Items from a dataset

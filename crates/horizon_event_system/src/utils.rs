//! # Utility Functions
//!
//! This module provides utility functions and convenience methods for the
//! Horizon Event System. These functions simplify common operations and
//! provide consistent interfaces across the entire system.
//!
//! ## Key Functions
//!
//! - [`current_timestamp()`] - Consistent timestamp generation
//! - [`create_horizon_event_system()`] - Event system factory function
//!
//! ## Design Goals
//!
//! - **Consistency**: All timestamps use the same generation method
//! - **Convenience**: Simple factory functions for common operations
//! - **Safety**: All functions handle edge cases gracefully
//! - **Performance**: Optimized implementations for frequent operations

use crate::system::EventSystem;
use std::sync::Arc;

// ============================================================================
// Utility Functions
// ============================================================================

/// Returns the current Unix timestamp in seconds.
/// 
/// This function provides a consistent way to get timestamps across the
/// entire system. All events should use this function for timestamp
/// generation to ensure consistency.
/// 
/// # Panics
/// 
/// Panics if the system clock is set to a time before the Unix epoch
/// (January 1, 1970). This should never happen in practice on modern systems.
/// 
/// # Returns
/// 
/// Current time as seconds since Unix epoch (1970-01-01 00:00:00 UTC).
pub fn current_timestamp() -> u64 {
    std::time::SystemTime::now()
        .duration_since(std::time::UNIX_EPOCH)
        .expect("Time went backwards")
        .as_secs()
}

/// Creates a new Horizon event system instance.
/// 
/// This is the primary factory function for creating event system instances.
/// It returns an `Arc<EventSystem>` that can be safely shared across multiple
/// threads and stored in various contexts.
/// 
/// The returned event system is fully initialized and ready to accept
/// handler registrations and event emissions.
/// 
/// # Returns
/// 
/// A new `Arc<EventSystem>` ready for use.
pub fn create_horizon_event_system() -> Arc<EventSystem> {
    Arc::new(EventSystem::new())
}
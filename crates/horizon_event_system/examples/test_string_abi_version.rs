use horizon_event_system::ABI_VERSION;
use tracing::info;

fn main() {
    info!("Current ABI version: {}", ABI_VERSION);
    
    // Parse and validate the format
    let parts: Vec<&str> = ABI_VERSION.split(':').collect();
    
    if parts.len() == 2 {
        let crate_version = parts[0];
        let rust_version = parts[1];
        
        info!("✅ ABI version format is valid:");
        info!("   Crate version: {}", crate_version);
        info!("   Rust version: {}", rust_version);
        
        // Verify it's the expected crate version
        assert_eq!(crate_version, env!("CARGO_PKG_VERSION"), "Should match the current Cargo.toml version");
        
        info!("✅ All checks passed!");
    } else {
        panic!("❌ Invalid ABI version format: {}", ABI_VERSION);
    }
}
/// Example demonstrating improved debugging output for event serialization/deserialization failures
use horizon_event_system::{Event, create_horizon_event_system};
use serde::{Deserialize, Serialize};
use tracing::info;

// A valid event for testing
#[derive(Debug, Clone, Serialize, Deserialize)]
struct ValidEvent {
    message: String,
}

// An event that will cause type mismatches
#[derive(Debug, Clone, Serialize, Deserialize)]
struct DifferentEvent {
    data: u32,
}

#[tokio::main]
async fn main() -> Result<(), Box<dyn std::error::Error>> {
    // Note: The enhanced debug output will show in the console if tracing is set up
    
    info!("🔍 Testing improved event debugging output...\n");
    
    let events = create_horizon_event_system();
    
    // Test 1: Valid serialization/deserialization
    info!("1. Testing valid event:");
    let valid_event = ValidEvent {
        message: "Hello, World!".to_string(),
    };
    
    let serialized = Event::serialize(&valid_event);
    match serialized {
        Ok(data) => {
            info!("✅ Valid event serialized successfully ({} bytes)", data.len());
            
            let deserialized = <ValidEvent as Event>::deserialize(&data);
            match deserialized {
                Ok(event) => info!("✅ Valid event deserialized successfully: {:?}", event),
                Err(e) => info!("❌ Unexpected deserialization failure: {}", e),
            }
        }
        Err(e) => info!("❌ Unexpected serialization failure: {}", e),
    }
    
    
    // Test 2: Type mismatch during deserialization
    info!("2. Testing type mismatch (DifferentEvent data -> ValidEvent):");
    let different_event = DifferentEvent { data: 42 };
    let serialized_different = Event::serialize(&different_event)?;
    
    // Try to deserialize as ValidEvent (this should fail with better debugging)
    let wrong_deserialize = <ValidEvent as Event>::deserialize(&serialized_different);
    match wrong_deserialize {
        Ok(_) => info!("❌ Unexpected success - this should have failed!"),
        Err(e) => info!("✅ Expected deserialization failure with enhanced debugging: {}", e),
    }
    
    
    // Test 3: Handler registration with type mismatch
    info!("3. Testing handler with type mismatch:");
    
    // Register a handler for ValidEvent
    events.on_core("test_event", |event: ValidEvent| {
        info!("Handler received: {:?}", event);
        Ok(())
    }).await?;
    
    // Emit a DifferentEvent to the same event name (this should show warning with context)
    let result = events.emit_core("test_event", &different_event).await;
    match result {
        Ok(_) => info!("✅ Event emission succeeded (handler should show warning)"),
        Err(e) => info!("❌ Event emission failed: {}", e),
    }
    
    
    // Test 4: Large data preview
    info!("4. Testing large data deserialization failure:");
    let large_json = serde_json::json!({
        "message": "This is a very long message ".repeat(20) + " that will be truncated in the debug output when deserialization fails because it's too long to display completely in the logs."
    });
    let large_data = serde_json::to_vec(&large_json)?;
    
    // Try to deserialize as ValidEvent (wrong structure, should fail)
    let large_fail = <ValidEvent as Event>::deserialize(&large_data);
    match large_fail {
        Ok(_) => info!("❌ Unexpected success!"),
        Err(e) => info!("✅ Large data deserialization failure with truncated preview: {}", e),
    }
    
    info!("\n🎯 Testing complete! Check the logs above for enhanced debugging output.");
    
    Ok(())
}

=== Activity ===
Beginning with the line that contains "let large_fail = <ValidEvent", quote each line exactly through the last line of the entries above, and nothing beyond them.

=== Solution to this task ===
    let large_fail = <ValidEvent as Event>::deserialize(&large_data);
    match large_fail {
        Ok(_) => info!("❌ Unexpected success!"),
        Err(e) => info!("✅ Large data deserialization failure with truncated preview: {}", e),
    }
    
    info!("\n🎯 Testing complete! Check the logs above for enhanced debugging output.");
    
    Ok(())
}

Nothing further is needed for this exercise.